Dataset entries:
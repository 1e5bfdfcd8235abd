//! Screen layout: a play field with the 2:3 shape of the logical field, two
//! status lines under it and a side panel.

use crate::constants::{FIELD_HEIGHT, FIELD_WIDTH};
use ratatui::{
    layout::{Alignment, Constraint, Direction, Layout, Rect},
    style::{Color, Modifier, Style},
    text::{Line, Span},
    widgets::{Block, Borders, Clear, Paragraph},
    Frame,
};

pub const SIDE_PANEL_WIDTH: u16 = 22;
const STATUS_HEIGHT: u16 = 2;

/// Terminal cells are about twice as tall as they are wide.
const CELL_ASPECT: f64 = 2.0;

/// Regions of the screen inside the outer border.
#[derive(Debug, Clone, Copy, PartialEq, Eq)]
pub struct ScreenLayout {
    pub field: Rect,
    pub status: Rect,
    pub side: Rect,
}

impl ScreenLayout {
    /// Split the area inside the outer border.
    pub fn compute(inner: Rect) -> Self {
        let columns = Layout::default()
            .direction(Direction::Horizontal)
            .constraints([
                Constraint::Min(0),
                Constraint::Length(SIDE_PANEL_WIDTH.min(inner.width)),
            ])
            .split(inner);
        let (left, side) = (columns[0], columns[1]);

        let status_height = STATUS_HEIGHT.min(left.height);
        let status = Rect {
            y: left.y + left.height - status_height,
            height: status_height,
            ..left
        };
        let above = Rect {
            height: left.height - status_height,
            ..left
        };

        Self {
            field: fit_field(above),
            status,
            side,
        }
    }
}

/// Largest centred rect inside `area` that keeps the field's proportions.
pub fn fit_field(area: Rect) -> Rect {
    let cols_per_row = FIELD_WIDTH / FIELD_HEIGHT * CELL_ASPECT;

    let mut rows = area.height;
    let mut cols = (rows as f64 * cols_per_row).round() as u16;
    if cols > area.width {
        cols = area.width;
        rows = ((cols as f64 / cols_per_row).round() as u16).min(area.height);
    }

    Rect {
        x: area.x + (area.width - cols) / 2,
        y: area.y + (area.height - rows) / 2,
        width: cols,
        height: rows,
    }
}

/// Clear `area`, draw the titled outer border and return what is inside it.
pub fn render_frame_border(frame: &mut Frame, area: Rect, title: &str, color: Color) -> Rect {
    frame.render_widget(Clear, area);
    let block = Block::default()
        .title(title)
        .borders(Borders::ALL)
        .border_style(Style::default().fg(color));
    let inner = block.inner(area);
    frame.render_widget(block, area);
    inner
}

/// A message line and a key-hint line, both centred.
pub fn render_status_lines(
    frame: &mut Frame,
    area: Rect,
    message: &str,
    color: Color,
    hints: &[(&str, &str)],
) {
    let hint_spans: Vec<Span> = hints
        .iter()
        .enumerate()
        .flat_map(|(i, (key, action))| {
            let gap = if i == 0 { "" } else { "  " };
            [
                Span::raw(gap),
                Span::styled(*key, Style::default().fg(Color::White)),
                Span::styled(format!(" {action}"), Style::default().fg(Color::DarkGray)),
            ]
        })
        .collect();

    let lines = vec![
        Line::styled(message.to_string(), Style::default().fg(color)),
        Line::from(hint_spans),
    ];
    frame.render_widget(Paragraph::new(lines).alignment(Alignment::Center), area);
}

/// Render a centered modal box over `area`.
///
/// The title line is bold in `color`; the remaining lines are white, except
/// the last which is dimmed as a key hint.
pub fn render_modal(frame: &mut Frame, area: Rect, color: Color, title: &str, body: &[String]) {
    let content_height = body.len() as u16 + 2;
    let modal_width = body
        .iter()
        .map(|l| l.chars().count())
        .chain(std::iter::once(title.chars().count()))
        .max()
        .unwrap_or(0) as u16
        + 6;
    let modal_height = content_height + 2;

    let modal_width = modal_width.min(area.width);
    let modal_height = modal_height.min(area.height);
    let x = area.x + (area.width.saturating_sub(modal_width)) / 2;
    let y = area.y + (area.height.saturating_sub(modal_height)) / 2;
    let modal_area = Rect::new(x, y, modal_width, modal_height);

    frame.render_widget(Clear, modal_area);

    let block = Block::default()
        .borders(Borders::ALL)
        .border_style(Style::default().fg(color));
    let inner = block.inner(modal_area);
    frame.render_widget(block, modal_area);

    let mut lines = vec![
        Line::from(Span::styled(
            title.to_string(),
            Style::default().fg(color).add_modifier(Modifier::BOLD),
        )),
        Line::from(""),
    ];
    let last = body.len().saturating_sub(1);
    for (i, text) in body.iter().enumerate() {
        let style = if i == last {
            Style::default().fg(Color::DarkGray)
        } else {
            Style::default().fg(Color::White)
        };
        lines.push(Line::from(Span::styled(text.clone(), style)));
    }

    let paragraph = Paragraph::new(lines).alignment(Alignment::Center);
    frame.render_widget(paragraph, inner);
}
---
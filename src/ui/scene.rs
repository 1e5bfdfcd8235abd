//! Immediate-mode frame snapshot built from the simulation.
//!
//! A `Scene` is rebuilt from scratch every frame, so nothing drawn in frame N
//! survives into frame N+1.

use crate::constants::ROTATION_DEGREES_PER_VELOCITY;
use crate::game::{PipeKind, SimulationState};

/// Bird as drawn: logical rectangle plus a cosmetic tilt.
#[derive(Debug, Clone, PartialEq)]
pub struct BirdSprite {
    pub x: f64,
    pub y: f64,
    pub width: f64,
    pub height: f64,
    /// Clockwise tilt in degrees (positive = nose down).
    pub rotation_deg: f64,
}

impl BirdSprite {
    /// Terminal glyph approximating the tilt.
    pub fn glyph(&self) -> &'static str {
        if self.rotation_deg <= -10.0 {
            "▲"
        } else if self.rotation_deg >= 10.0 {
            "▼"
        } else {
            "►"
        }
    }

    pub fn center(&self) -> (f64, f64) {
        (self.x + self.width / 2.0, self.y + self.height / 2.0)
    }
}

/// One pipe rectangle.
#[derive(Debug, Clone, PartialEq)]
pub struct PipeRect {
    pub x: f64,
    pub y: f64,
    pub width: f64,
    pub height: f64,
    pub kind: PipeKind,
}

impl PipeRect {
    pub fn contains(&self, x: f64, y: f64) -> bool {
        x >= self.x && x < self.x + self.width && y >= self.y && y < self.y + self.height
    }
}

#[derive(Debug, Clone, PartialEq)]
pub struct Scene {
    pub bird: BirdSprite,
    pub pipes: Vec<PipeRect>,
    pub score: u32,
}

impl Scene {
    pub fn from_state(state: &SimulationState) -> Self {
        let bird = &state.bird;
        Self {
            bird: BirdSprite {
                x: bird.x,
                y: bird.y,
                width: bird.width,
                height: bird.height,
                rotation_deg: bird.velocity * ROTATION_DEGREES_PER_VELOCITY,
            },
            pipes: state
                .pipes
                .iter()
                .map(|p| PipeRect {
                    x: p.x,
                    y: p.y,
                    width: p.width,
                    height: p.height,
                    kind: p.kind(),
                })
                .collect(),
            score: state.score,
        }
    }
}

Assignment:
Your reply should hold every line from the data that contains "rows", copied in full.

Response:
    let mut rows = area.height;
    let mut cols = (rows as f64 * cols_per_row).round() as u16;
        rows = ((cols as f64 / cols_per_row).round() as u16).min(area.height);
        y: area.y + (area.height - rows) / 2,
        height: rows,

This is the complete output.